* _WHAT THE TASK REQUIRES_
Return every entry below exactly as written.

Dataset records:
▼▼▼
//! External observability hook of the driver (status LEDs, error counters…).

#[derive(Clone, Copy, Debug, PartialEq, Eq)]
#[cfg_attr(feature = "defmt", derive(defmt::Format))]
/// Abnormal transport conditions signalled by the driver.
pub enum Diagnostic {
    /// No mailbox was free and the frame was dropped.
    TxBusy { id: u16 },
    /// The hardware rejected the frame parameters.
    TxParam { id: u16 },
    /// The overflow queue wrapped; deferred TPDOs were lost.
    QueueOverflow,
    /// `reset` could not re-apply the bit timing; the transport stays stopped.
    ResetFailed,
}

/// Receiver of driver diagnostics. May be called from interrupt context.
pub trait DiagnosticHook {
    /// An abnormal condition occurred.
    fn signal(&self, event: Diagnostic);

    /// A frame reached a hardware mailbox.
    fn tx_activity(&self) {}
}

/// Hook that ignores every event.
#[derive(Clone, Copy, Debug, Default)]
pub struct NoDiagnostics;

impl DiagnosticHook for NoDiagnostics {
    fn signal(&self, _event: Diagnostic) {}
}
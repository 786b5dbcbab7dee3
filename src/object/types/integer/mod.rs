//! Fixed-width integer descriptors (UNSIGNED8/16/32, INTEGER8/16/32).
//! One generic implementation serves every width; inline storage is allowed.
use core::marker::PhantomData;

use crate::error::ObjError;
use crate::object::entry::ObjEntry;
use crate::object::notify::NodeContext;
use crate::object::types::{read_fixed, size_fixed, write_fixed, ObjType, Scalar};

/// Descriptor for integer entries of native type `T`.
#[derive(Debug, Clone, Copy, Default)]
pub struct Integer<T>(PhantomData<T>);

impl<T> Integer<T> {
    pub const fn new() -> Self {
        Self(PhantomData)
    }
}

pub static CO_TUNSIGNED8: Integer<u8> = Integer::new();
pub static CO_TUNSIGNED16: Integer<u16> = Integer::new();
pub static CO_TUNSIGNED32: Integer<u32> = Integer::new();
pub static CO_TSIGNED8: Integer<i8> = Integer::new();
pub static CO_TSIGNED16: Integer<i16> = Integer::new();
pub static CO_TSIGNED32: Integer<i32> = Integer::new();

impl<T: Scalar> ObjType for Integer<T> {
    fn size(&self, obj: &ObjEntry<'_>, _node: &NodeContext<'_>, _width: u32) -> u32 {
        size_fixed(obj, T::WIDTH)
    }

    fn init(&self, _obj: &ObjEntry<'_>, _node: &NodeContext<'_>) -> Result<(), ObjError> {
        Ok(())
    }

    fn read(
        &self,
        obj: &ObjEntry<'_>,
        _node: &NodeContext<'_>,
        buffer: &mut [u8],
    ) -> Result<(), ObjError> {
        read_fixed(obj, buffer, T::WIDTH)
    }

    fn write(
        &self,
        obj: &mut ObjEntry<'_>,
        node: &NodeContext<'_>,
        buffer: &[u8],
    ) -> Result<(), ObjError> {
        write_fixed(obj, node, buffer, T::WIDTH)
    }
}
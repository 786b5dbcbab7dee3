//! CAN transport layer: standard frame representation, bit-timing profile
//! table, TPDO overflow queue, hardware/diagnostic abstraction traits, and the
//! mailbox driver tying them together.
//!
//! ## Execution contexts
//!
//! The driver is shared between two contexts without any lock:
//!
//! - **task context** calls the [`CanDriver`](traits::can_driver::CanDriver)
//!   operations (`send` is the only producer of the overflow queue);
//! - **interrupt context** calls
//!   [`MailboxDriver::on_tx_complete`](mailbox::MailboxDriver::on_tx_complete)
//!   whenever a transmit mailbox becomes free (the only consumer).
//!
//! Every operation returns in bounded time; none of them blocks or spins.

pub mod bit_timing;
pub mod can_frame;
pub mod mailbox;
pub mod overflow_queue;
pub mod traits;

/// Number of hardware transmit mailboxes on the reference controller (bxCAN).
///
/// Also the default capacity of the software overflow queue, which holds at
/// most `TX_MAILBOX_COUNT - 1` distinct frames.
pub const TX_MAILBOX_COUNT: usize = 3;

/// Largest standard (11-bit) identifier.
pub const MAX_STANDARD_ID: u16 = 0x7FF;
//! Object dictionary: generic `{key, storage, type}` entries whose
//! representation-specific behavior lives in shared type descriptors.
//!
//! The dictionary never inspects values itself. Reading, writing, sizing, and
//! validating an entry is delegated to its [`ObjType`](types::ObjType)
//! descriptor, so new representations plug in without touching dictionary
//! logic. Descriptors report value changes of event-driven, PDO-mapped entries
//! to the node's [`TpdoNotifier`](notify::TpdoNotifier).
pub mod dictionary;
pub mod entry;
pub mod key;
pub mod notify;
pub mod types;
▲▲▲
* _COMPLETED TASK_
//! External observability hook of the driver (status LEDs, error counters…).

#[derive(Clone, Copy, Debug, PartialEq, Eq)]
#[cfg_attr(feature = "defmt", derive(defmt::Format))]
/// Abnormal transport conditions signalled by the driver.
pub enum Diagnostic {
    /// No mailbox was free and the frame was dropped.
    TxBusy { id: u16 },
    /// The hardware rejected the frame parameters.
    TxParam { id: u16 },
    /// The overflow queue wrapped; deferred TPDOs were lost.
    QueueOverflow,
    /// `reset` could not re-apply the bit timing; the transport stays stopped.
    ResetFailed,
}

/// Receiver of driver diagnostics. May be called from interrupt context.
pub trait DiagnosticHook {
    /// An abnormal condition occurred.
    fn signal(&self, event: Diagnostic);

    /// A frame reached a hardware mailbox.
    fn tx_activity(&self) {}
}

/// Hook that ignores every event.
#[derive(Clone, Copy, Debug, Default)]
pub struct NoDiagnostics;

impl DiagnosticHook for NoDiagnostics {
    fn signal(&self, _event: Diagnostic) {}
}
repository 786b5dbcbab7dee3
filename src/object/types/integer/mod.rs
//! Fixed-width integer descriptors (UNSIGNED8/16/32, INTEGER8/16/32).
//! One generic implementation serves every width; inline storage is allowed.
use core::marker::PhantomData;

use crate::error::ObjError;
use crate::object::entry::ObjEntry;
use crate::object::notify::NodeContext;
use crate::object::types::{read_fixed, size_fixed, write_fixed, ObjType, Scalar};

/// Descriptor for integer entries of native type `T`.
#[derive(Debug, Clone, Copy, Default)]
pub struct Integer<T>(PhantomData<T>);

impl<T> Integer<T> {
    pub const fn new() -> Self {
        Self(PhantomData)
    }
}

pub static CO_TUNSIGNED8: Integer<u8> = Integer::new();
pub static CO_TUNSIGNED16: Integer<u16> = Integer::new();
pub static CO_TUNSIGNED32: Integer<u32> = Integer::new();
pub static CO_TSIGNED8: Integer<i8> = Integer::new();
pub static CO_TSIGNED16: Integer<i16> = Integer::new();
pub static CO_TSIGNED32: Integer<i32> = Integer::new();

impl<T: Scalar> ObjType for Integer<T> {
    fn size(&self, obj: &ObjEntry<'_>, _node: &NodeContext<'_>, _width: u32) -> u32 {
        size_fixed(obj, T::WIDTH)
    }

    fn init(&self, _obj: &ObjEntry<'_>, _node: &NodeContext<'_>) -> Result<(), ObjError> {
        Ok(())
    }

    fn read(
        &self,
        obj: &ObjEntry<'_>,
        _node: &NodeContext<'_>,
        buffer: &mut [u8],
    ) -> Result<(), ObjError> {
        read_fixed(obj, buffer, T::WIDTH)
    }

    fn write(
        &self,
        obj: &mut ObjEntry<'_>,
        node: &NodeContext<'_>,
        buffer: &[u8],
    ) -> Result<(), ObjError> {
        write_fixed(obj, node, buffer, T::WIDTH)
    }
}
repository 786b5dbcbab7dee3
//! CAN transport layer: standard frame representation, bit-timing profile
//! table, TPDO overflow queue, hardware/diagnostic abstraction traits, and the
//! mailbox driver tying them together.
//!
//! ## Execution contexts
//!
//! The driver is shared between two contexts without any lock:
//!
//! - **task context** calls the [`CanDriver`](traits::can_driver::CanDriver)
//!   operations (`send` is the only producer of the overflow queue);
//! - **interrupt context** calls
//!   [`MailboxDriver::on_tx_complete`](mailbox::MailboxDriver::on_tx_complete)
//!   whenever a transmit mailbox becomes free (the only consumer).
//!
//! Every operation returns in bounded time; none of them blocks or spins.

pub mod bit_timing;
pub mod can_frame;
pub mod mailbox;
pub mod overflow_queue;
pub mod traits;

/// Number of hardware transmit mailboxes on the reference controller (bxCAN).
///
/// Also the default capacity of the software overflow queue, which holds at
/// most `TX_MAILBOX_COUNT - 1` distinct frames.
pub const TX_MAILBOX_COUNT: usize = 3;

/// Largest standard (11-bit) identifier.
pub const MAX_STANDARD_ID: u16 = 0x7FF;
//! Object dictionary: generic `{key, storage, type}` entries whose
//! representation-specific behavior lives in shared type descriptors.
//!
//! The dictionary never inspects values itself. Reading, writing, sizing, and
//! validating an entry is delegated to its [`ObjType`](types::ObjType)
//! descriptor, so new representations plug in without touching dictionary
//! logic. Descriptors report value changes of event-driven, PDO-mapped entries
//! to the node's [`TpdoNotifier`](notify::TpdoNotifier).
pub mod dictionary;
pub mod entry;
pub mod key;
pub mod notify;
pub mod types;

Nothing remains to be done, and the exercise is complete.